A clarification regarding the proofing. I do leave the dough on the kitchen table for a couple of hours as my starter is not that active enough to sufficiently raise the dough.

After the shaping (boule) the dough was retarded as well as proofed on the counter top.

After the slashing the boule  was covered with a metal bowl (to let the steam remain inside) and put in the oven heated to 250°C. After 15 minutes the covering bowl was removed and the temperature reset at 175°C. The loaf was removed for after 40 minutes (internal temperature was 101°C)

 Even though this is the best whole wheat bread I have made, I would prefer a more open crumb.
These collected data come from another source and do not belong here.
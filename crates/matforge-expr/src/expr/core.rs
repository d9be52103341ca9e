//! Core expression type: coefficient storage + integer shift.
//!
//! `Expr` is affine: `Σ coeff·var + shift`. Every binary operation works on a
//! fresh copy, so combining an expression with itself behaves like combining
//! two equal but distinct expressions.

use crate::expr::constraint::{ComparisonKind, Constraint};
use crate::ids::VariableId;
use crate::storage::{SparseStorage, Storage};

#[derive(Debug, Clone, Default)]
pub struct Expr<S: Storage = SparseStorage> {
    coefficients: S,
    shift: i64,
}

impl<S: Storage> Expr<S> {
    // ── Constructors ────────────────────────────────────────

    /// Empty expression (all zeros).
    pub fn new_empty() -> Self {
        Self::default()
    }

    /// Single variable with coefficient 1.
    pub fn from_variable(var_id: VariableId) -> Self {
        Self::term(var_id, 1)
    }

    /// Single term: coeff * var.
    pub fn term(var_id: VariableId, coeff: i64) -> Self {
        let mut expr = Self::default();
        expr.push_term(var_id, coeff);
        expr
    }

    /// Just a constant, no variable terms.
    pub fn from_constant(shift: i64) -> Self {
        Self {
            coefficients: S::default(),
            shift,
        }
    }

    // ── Accessors ───────────────────────────────────────────

    pub fn shift(&self) -> i64 {
        self.shift
    }

    pub fn coefficients(&self) -> &S {
        &self.coefficients
    }

    pub fn coeff(&self, var_id: VariableId) -> i64 {
        self.coefficients.coeff(var_id)
    }

    /// Nonzero terms in ascending variable order.
    pub fn terms(&self) -> Vec<(VariableId, i64)> {
        self.coefficients.terms()
    }

    /// True when no coefficient is nonzero and the shift is zero.
    pub fn is_zero(&self) -> bool {
        self.shift == 0 && self.coefficients.is_zero()
    }

    /// Consume and return (coefficients, shift).
    pub fn into_parts(self) -> (S, i64) {
        (self.coefficients, self.shift)
    }

    // ── In-place accumulation ───────────────────────────────

    pub fn push_term(&mut self, var_id: VariableId, coeff: i64) {
        if coeff != 0 {
            self.coefficients.add(var_id, coeff);
        }
    }

    pub fn push_constant(&mut self, value: i64) {
        self.shift += value;
    }

    pub fn push_expr(&mut self, other: &Expr<S>) {
        self.coefficients.merge(&other.coefficients);
        self.shift += other.shift;
    }

    // ── Value-style operations ──────────────────────────────

    pub fn add(&self, other: &Expr<S>) -> Self {
        let mut sum = self.clone();
        sum.push_expr(other);
        sum
    }

    pub fn sub(&self, other: &Expr<S>) -> Self {
        self.add(&other.scale(-1))
    }

    /// Scale every coefficient and the shift.
    pub fn scale(&self, by: i64) -> Self {
        let mut coefficients = self.coefficients.clone();
        coefficients.times(by);
        Self {
            coefficients,
            shift: self.shift * by,
        }
    }

    pub fn add_constant(&self, value: i64) -> Self {
        Self {
            coefficients: self.coefficients.clone(),
            shift: self.shift + value,
        }
    }

    /// Value of the expression under a full assignment indexed by variable position.
    pub fn evaluate(&self, values: &[i64]) -> i64 {
        self.coefficients
            .terms()
            .into_iter()
            .map(|(var_id, coeff)| coeff * values.get(var_id.index()).copied().unwrap_or(0))
            .sum::<i64>()
            + self.shift
    }

    // ── Comparison methods (produce Constraint) ─────────────

    pub fn compare_scalar(&self, kind: ComparisonKind, rhs: i64) -> Constraint<S> {
        Constraint::new(kind, self.coefficients.clone(), rhs - self.shift)
    }

    pub fn compare_expr(&self, kind: ComparisonKind, other: &Expr<S>) -> Constraint<S> {
        self.sub(other).compare_scalar(kind, 0)
    }

    pub fn eq_scalar(&self, rhs: i64) -> Constraint<S> {
        self.compare_scalar(ComparisonKind::Equal, rhs)
    }

    pub fn ne_scalar(&self, rhs: i64) -> Constraint<S> {
        self.compare_scalar(ComparisonKind::NotEqual, rhs)
    }

    pub fn gt_scalar(&self, rhs: i64) -> Constraint<S> {
        self.compare_scalar(ComparisonKind::Greater, rhs)
    }

    pub fn ge_scalar(&self, rhs: i64) -> Constraint<S> {
        self.compare_scalar(ComparisonKind::GreaterEqual, rhs)
    }

    pub fn lt_scalar(&self, rhs: i64) -> Constraint<S> {
        self.compare_scalar(ComparisonKind::Lower, rhs)
    }

    pub fn le_scalar(&self, rhs: i64) -> Constraint<S> {
        self.compare_scalar(ComparisonKind::LowerEqual, rhs)
    }

    pub fn eq_expr(&self, rhs: &Expr<S>) -> Constraint<S> {
        self.compare_expr(ComparisonKind::Equal, rhs)
    }

    pub fn ne_expr(&self, rhs: &Expr<S>) -> Constraint<S> {
        self.compare_expr(ComparisonKind::NotEqual, rhs)
    }

    pub fn gt_expr(&self, rhs: &Expr<S>) -> Constraint<S> {
        self.compare_expr(ComparisonKind::Greater, rhs)
    }

    pub fn ge_expr(&self, rhs: &Expr<S>) -> Constraint<S> {
        self.compare_expr(ComparisonKind::GreaterEqual, rhs)
    }

    pub fn lt_expr(&self, rhs: &Expr<S>) -> Constraint<S> {
        self.compare_expr(ComparisonKind::Lower, rhs)
    }

    pub fn le_expr(&self, rhs: &Expr<S>) -> Constraint<S> {
        self.compare_expr(ComparisonKind::LowerEqual, rhs)
    }
}

impl<S: Storage> From<VariableId> for Expr<S> {
    fn from(var_id: VariableId) -> Self {
        Expr::from_variable(var_id)
    }
}

// ── Operator overloads ──────────────────────────────────────

impl<S: Storage> std::ops::Add for Expr<S> {
    type Output = Expr<S>;

    fn add(self, rhs: Expr<S>) -> Self::Output {
        Expr::add(&self, &rhs)
    }
}

impl<S: Storage> std::ops::Sub for Expr<S> {
    type Output = Expr<S>;

    fn sub(self, rhs: Expr<S>) -> Self::Output {
        Expr::sub(&self, &rhs)
    }
}

impl<S: Storage> std::ops::Mul<i64> for Expr<S> {
    type Output = Expr<S>;

    fn mul(self, rhs: i64) -> Self::Output {
        self.scale(rhs)
    }
}

impl<S: Storage> std::ops::Neg for Expr<S> {
    type Output = Expr<S>;

    fn neg(self) -> Self::Output {
        self.scale(-1)
    }
}

#[cfg(test)]
mod tests {
    use crate::VariableId;
    use crate::expr::{ComparisonKind, Constraint, Expr, LinearExprError, linear_sum, linear_terms};
    use crate::storage::{DenseStorage, SparseStorage, Storage};

    fn x() -> VariableId {
        VariableId::new(1)
    }

    fn y() -> VariableId {
        VariableId::new(2)
    }

    fn sample<S: Storage>() -> Expr<S> {
        Expr::term(x(), 3).add(&Expr::term(y(), -2)).add_constant(7)
    }

    fn same_constraint<S: Storage>(a: &Constraint<S>, b: &Constraint<S>) -> bool {
        a.kind() == b.kind() && a.rhs() == b.rhs() && a.terms() == b.terms()
    }

    #[test]
    fn from_constant() {
        let e: Expr = Expr::from_constant(5);
        assert_eq!(e.shift(), 5);
        assert!(e.terms().is_empty());
    }

    #[test]
    fn add_constant_keeps_terms() {
        let e: Expr = Expr::from_variable(x()).add_constant(3);
        assert_eq!(e.shift(), 3);
        assert_eq!(e.terms(), vec![(x(), 1)]);
    }

    #[test]
    fn scale_applies_to_shift() {
        let scaled = sample::<SparseStorage>().scale(2);
        assert_eq!(scaled.shift(), 14);
        assert_eq!(scaled.terms(), vec![(x(), 6), (y(), -4)]);
    }

    #[test]
    fn self_difference_is_zero() {
        let sparse = sample::<SparseStorage>();
        assert!(sparse.sub(&sparse).is_zero());

        let dense = sample::<DenseStorage>();
        let diff = dense.clone() - dense;
        assert!(diff.is_zero());
        assert!(diff.terms().is_empty());
    }

    #[test]
    fn self_sum_doubles() {
        let e = sample::<SparseStorage>();
        let doubled = e.add(&e);
        assert_eq!(doubled.terms(), e.scale(2).terms());
        assert_eq!(doubled.shift(), 14);
    }

    #[test]
    fn le_scalar_moves_shift_to_rhs() {
        let e: Expr = Expr::from_variable(x()).add_constant(3);
        let c = e.le_scalar(10);
        assert_eq!(c.kind(), ComparisonKind::LowerEqual);
        assert_eq!(c.rhs(), 7);
    }

    #[test]
    fn ge_expr_subtracts_sides() {
        let lhs: Expr = Expr::from_variable(x()).add_constant(3);
        let rhs: Expr = Expr::from_variable(y()).add_constant(7);
        let c = lhs.ge_expr(&rhs);
        assert_eq!(c.kind(), ComparisonKind::GreaterEqual);
        assert_eq!(c.rhs(), 4);
        assert_eq!(c.terms(), vec![(x(), 1), (y(), -1)]);
    }

    #[test]
    fn mirrored_comparisons_are_equivalent() {
        let a = sample::<SparseStorage>();
        let b: Expr = Expr::term(y(), 5).add_constant(-1);
        assert!(same_constraint(&a.ge_expr(&b), &b.le_expr(&a).mirrored()));
        assert!(same_constraint(&a.gt_expr(&b), &b.lt_expr(&a).mirrored()));
        assert!(same_constraint(&a.eq_expr(&b), &b.eq_expr(&a).mirrored()));
    }

    #[test]
    fn variable_against_integer_matches_expression_form() {
        let via_scalar: Constraint<SparseStorage> = Expr::from_variable(x()).ge_scalar(4);
        let via_expr = Expr::from_variable(x()).ge_expr(&Expr::from_constant(4));
        assert!(same_constraint(&via_scalar, &via_expr));
    }

    #[test]
    fn operators_match_builders() {
        let a = sample::<DenseStorage>();
        let b: Expr<DenseStorage> = Expr::from(y());
        let combined = (a.clone() + b.clone() * 3) - -a.clone();
        let expected = a.scale(2).add(&b.scale(3));
        assert_eq!(combined.terms(), expected.terms());
        assert_eq!(combined.shift(), expected.shift());
    }

    #[test]
    fn evaluate_uses_positions() {
        let e = sample::<SparseStorage>();
        assert_eq!(e.evaluate(&[0, 2, 1]), 3 * 2 - 2 + 7);
        assert_eq!(e.evaluate(&[]), 7);
    }

    #[test]
    fn linear_terms_rejects_mismatched_lengths() {
        let result = linear_terms::<SparseStorage>(&[x(), y()], &[1]);
        assert_eq!(
            result.unwrap_err(),
            LinearExprError::MismatchedLengths {
                variables: 2,
                coefficients: 1
            }
        );
    }

    #[test]
    fn linear_terms_accumulates_repeats() {
        let expr = linear_terms::<DenseStorage>(&[x(), y(), x()], &[2, 0, -2])
            .expect("linear_terms should succeed");
        assert!(expr.terms().is_empty());
    }

    #[test]
    fn linear_sum_merges_terms_and_shifts() {
        let left: Expr = Expr::term(x(), 1).add_constant(2);
        let right: Expr = Expr::term(y(), 2).add_constant(3);
        let summed = linear_sum(vec![left, right]);
        assert_eq!(summed.terms(), vec![(x(), 1), (y(), 2)]);
        assert_eq!(summed.shift(), 5);
    }

    #[test]
    fn constraint_satisfaction() {
        let c: Constraint<SparseStorage> = sample().le_scalar(10);
        // 3x - 2y <= 3
        assert!(c.is_satisfied_by(&[0, 1, 0]));
        assert!(!c.is_satisfied_by(&[0, 2, 1]));
        assert!(c.mirrored().is_satisfied_by(&[0, 1, 0]));

        let (kind, coefficients, rhs) = c.into_parts();
        assert_eq!(kind, ComparisonKind::LowerEqual);
        assert_eq!(coefficients.nonzero_count(), 2);
        assert_eq!(rhs, 3);
    }
}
 I look forward to comments & suggestions.

Nim's picture
Nim

Hi Paresh

can you post pics? I have always had trouble with Atta for bread, but there are a couple of links on this site where people discuss their experiences and some of them have gotten a nice open crumb.

N

Doc.Dough's picture
Doc.Dough

Paresh,

When I buy atta in the US it is for chapati and it is ground from durum wheat. As you probably know, durum is what they grind for semolina and sooji, but for atta they add back the bran (or some of the bran) and grind it much finer.  I read somewhere that durum, while high in protein, does not have as much damaged starch in the flour because it is so hard. One result is that it does not make very light yeast bread, even when the bran is removed (then called durum flour).  You need more gluten so you might want to see if you can find some vital wheat gluten to add to your dough (along with some excess water).  You might also try using straight maida (no atta) with added vital wheat gluten to see if you get where you want to go with an open crumb.  The hydration will determine whether it is possible to get cell size you want.  While 75% is good when you have a high gluten flour, it is too much if you have a lower gluten flour (such as maida), and you will have to experiment to find the sweet spot for your particular ingredients.

If you are using an atta that is ground from another grain (non-durum), then the guidance is probably still good, but the amounts of VWG that you need is likely to be lower.

varda's picture
varda

Paresh,  I've baked a few loaves with Atta - some with a starter made with white flour (I think Maida is the same thing) and some with an Atta starter.   I have posted a lot on the subject and all the difficulties of getting a well structured bread.   Here are a few links:  here and here and here.   I think Franko has had great success in making an Atta loaf with wheat starter so you should check this post as well.  Best of luck!  -Varda

Nim's picture
Nim

Varda

Thanks for the link to Franko's post! That is incredible atta bread; I agree with you about the differences between different attas' too. Gosh, now I am inclined to try atta bread again.